_Task to carry out_:
For each line of the data below that holds "CoreError", copy the line.

_Information_:
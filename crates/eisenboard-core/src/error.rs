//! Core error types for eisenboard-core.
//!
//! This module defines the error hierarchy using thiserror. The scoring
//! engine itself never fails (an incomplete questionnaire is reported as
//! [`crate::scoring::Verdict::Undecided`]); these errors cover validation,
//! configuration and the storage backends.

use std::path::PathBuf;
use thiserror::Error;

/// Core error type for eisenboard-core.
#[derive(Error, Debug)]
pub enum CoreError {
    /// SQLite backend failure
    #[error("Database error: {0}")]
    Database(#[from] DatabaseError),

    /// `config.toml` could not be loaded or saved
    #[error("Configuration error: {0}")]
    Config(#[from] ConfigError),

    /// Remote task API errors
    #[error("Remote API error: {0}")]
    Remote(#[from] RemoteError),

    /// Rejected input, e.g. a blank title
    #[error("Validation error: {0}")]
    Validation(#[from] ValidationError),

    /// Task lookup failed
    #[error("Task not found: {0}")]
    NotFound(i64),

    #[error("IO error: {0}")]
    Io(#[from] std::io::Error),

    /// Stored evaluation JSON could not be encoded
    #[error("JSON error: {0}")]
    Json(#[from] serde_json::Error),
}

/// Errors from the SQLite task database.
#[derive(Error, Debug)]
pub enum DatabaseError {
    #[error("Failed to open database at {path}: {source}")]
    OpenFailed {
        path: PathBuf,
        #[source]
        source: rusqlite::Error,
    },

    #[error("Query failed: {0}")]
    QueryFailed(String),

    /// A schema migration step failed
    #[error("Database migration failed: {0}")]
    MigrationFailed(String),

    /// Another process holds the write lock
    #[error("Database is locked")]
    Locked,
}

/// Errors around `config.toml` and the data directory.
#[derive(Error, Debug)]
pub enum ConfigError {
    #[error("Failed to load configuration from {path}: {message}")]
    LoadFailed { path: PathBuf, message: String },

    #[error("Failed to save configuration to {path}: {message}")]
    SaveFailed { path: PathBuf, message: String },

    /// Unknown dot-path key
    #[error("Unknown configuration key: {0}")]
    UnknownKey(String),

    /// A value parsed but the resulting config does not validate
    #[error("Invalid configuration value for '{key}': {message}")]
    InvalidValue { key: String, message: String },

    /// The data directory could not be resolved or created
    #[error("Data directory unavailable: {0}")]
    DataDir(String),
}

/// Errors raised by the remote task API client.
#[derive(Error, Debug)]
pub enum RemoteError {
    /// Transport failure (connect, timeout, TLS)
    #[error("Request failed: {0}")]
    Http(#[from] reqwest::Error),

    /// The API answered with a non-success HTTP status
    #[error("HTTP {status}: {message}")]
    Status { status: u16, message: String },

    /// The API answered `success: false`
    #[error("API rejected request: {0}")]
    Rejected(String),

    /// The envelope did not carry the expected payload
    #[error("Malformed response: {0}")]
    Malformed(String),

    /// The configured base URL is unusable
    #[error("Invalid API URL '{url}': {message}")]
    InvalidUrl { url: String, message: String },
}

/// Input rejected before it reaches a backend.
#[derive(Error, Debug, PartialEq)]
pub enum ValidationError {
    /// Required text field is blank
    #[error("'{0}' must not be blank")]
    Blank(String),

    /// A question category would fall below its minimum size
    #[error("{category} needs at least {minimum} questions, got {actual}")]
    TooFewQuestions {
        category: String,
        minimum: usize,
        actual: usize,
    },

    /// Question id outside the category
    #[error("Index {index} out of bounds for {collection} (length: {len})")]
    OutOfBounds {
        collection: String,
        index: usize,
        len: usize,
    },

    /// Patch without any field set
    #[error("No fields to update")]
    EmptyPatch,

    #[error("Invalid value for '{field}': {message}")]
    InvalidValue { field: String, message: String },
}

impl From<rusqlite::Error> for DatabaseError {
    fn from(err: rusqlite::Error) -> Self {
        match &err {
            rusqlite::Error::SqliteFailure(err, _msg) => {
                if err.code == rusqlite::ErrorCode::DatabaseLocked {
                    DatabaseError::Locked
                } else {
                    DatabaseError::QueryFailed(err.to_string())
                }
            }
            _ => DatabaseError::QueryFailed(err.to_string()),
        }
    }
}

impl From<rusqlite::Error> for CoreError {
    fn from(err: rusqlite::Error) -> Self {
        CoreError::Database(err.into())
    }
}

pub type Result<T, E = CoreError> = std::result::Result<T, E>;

* * *

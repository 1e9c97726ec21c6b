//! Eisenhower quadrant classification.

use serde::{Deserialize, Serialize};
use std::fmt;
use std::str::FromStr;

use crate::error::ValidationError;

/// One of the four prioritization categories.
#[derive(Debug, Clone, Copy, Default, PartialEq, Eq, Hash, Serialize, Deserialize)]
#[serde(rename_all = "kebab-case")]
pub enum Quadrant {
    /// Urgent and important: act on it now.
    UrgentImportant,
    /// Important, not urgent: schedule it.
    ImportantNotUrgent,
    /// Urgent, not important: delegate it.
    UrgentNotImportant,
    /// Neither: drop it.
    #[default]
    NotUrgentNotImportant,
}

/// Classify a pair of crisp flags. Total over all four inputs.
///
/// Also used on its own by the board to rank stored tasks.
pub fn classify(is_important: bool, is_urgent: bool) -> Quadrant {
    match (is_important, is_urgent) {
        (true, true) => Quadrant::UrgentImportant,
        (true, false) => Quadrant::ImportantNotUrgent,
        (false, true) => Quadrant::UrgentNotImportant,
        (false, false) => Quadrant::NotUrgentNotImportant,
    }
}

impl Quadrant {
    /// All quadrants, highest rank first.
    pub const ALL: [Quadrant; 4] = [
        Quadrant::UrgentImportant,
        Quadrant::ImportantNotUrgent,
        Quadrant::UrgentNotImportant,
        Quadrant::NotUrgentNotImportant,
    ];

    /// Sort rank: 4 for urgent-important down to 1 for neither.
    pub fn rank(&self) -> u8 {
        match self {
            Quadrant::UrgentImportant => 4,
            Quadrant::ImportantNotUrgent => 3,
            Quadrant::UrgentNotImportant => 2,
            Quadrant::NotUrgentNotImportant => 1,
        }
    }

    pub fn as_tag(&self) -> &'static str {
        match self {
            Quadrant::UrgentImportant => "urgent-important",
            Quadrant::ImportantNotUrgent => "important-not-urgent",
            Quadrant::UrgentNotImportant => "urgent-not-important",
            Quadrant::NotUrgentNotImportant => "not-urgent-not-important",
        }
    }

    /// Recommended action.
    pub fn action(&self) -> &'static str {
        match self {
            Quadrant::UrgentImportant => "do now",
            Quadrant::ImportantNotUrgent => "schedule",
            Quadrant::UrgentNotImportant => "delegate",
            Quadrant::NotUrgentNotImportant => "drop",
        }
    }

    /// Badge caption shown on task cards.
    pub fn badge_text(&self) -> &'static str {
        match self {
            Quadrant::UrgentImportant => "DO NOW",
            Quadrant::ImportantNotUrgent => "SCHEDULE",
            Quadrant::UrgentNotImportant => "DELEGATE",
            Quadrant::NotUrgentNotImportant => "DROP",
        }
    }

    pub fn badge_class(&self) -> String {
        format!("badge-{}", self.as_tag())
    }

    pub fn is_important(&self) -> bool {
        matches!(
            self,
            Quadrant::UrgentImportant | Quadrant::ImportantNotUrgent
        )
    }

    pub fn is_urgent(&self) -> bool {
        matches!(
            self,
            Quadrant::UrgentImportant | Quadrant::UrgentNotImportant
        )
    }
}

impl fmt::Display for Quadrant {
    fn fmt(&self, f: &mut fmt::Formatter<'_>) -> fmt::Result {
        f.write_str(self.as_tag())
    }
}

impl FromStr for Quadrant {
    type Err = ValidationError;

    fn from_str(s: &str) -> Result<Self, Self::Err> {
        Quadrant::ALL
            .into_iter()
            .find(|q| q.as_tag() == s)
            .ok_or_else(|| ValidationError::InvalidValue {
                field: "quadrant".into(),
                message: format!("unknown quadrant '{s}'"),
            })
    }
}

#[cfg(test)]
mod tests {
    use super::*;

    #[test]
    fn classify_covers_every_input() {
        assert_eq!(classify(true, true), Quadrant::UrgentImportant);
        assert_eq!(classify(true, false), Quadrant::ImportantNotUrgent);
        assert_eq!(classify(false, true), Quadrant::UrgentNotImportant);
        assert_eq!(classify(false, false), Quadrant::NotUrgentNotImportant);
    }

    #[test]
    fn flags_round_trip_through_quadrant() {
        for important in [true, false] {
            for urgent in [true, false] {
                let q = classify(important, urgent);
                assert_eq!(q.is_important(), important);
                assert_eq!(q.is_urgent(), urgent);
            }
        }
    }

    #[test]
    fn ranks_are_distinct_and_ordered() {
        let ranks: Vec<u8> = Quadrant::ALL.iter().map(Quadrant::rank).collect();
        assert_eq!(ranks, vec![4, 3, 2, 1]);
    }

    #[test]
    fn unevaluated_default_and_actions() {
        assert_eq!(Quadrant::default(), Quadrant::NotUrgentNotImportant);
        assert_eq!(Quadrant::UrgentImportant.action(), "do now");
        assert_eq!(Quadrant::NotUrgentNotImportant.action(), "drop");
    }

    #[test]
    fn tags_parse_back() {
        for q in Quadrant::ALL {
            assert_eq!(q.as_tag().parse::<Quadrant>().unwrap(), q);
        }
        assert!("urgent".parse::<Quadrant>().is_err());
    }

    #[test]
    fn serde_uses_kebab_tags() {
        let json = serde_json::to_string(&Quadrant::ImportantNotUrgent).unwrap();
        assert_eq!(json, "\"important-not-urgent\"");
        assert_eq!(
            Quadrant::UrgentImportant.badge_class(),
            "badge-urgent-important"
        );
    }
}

_Answer to this problem_:
pub enum CoreError {
impl From<rusqlite::Error> for CoreError {
        CoreError::Database(err.into())
pub type Result<T, E = CoreError> = std::result::Result<T, E>;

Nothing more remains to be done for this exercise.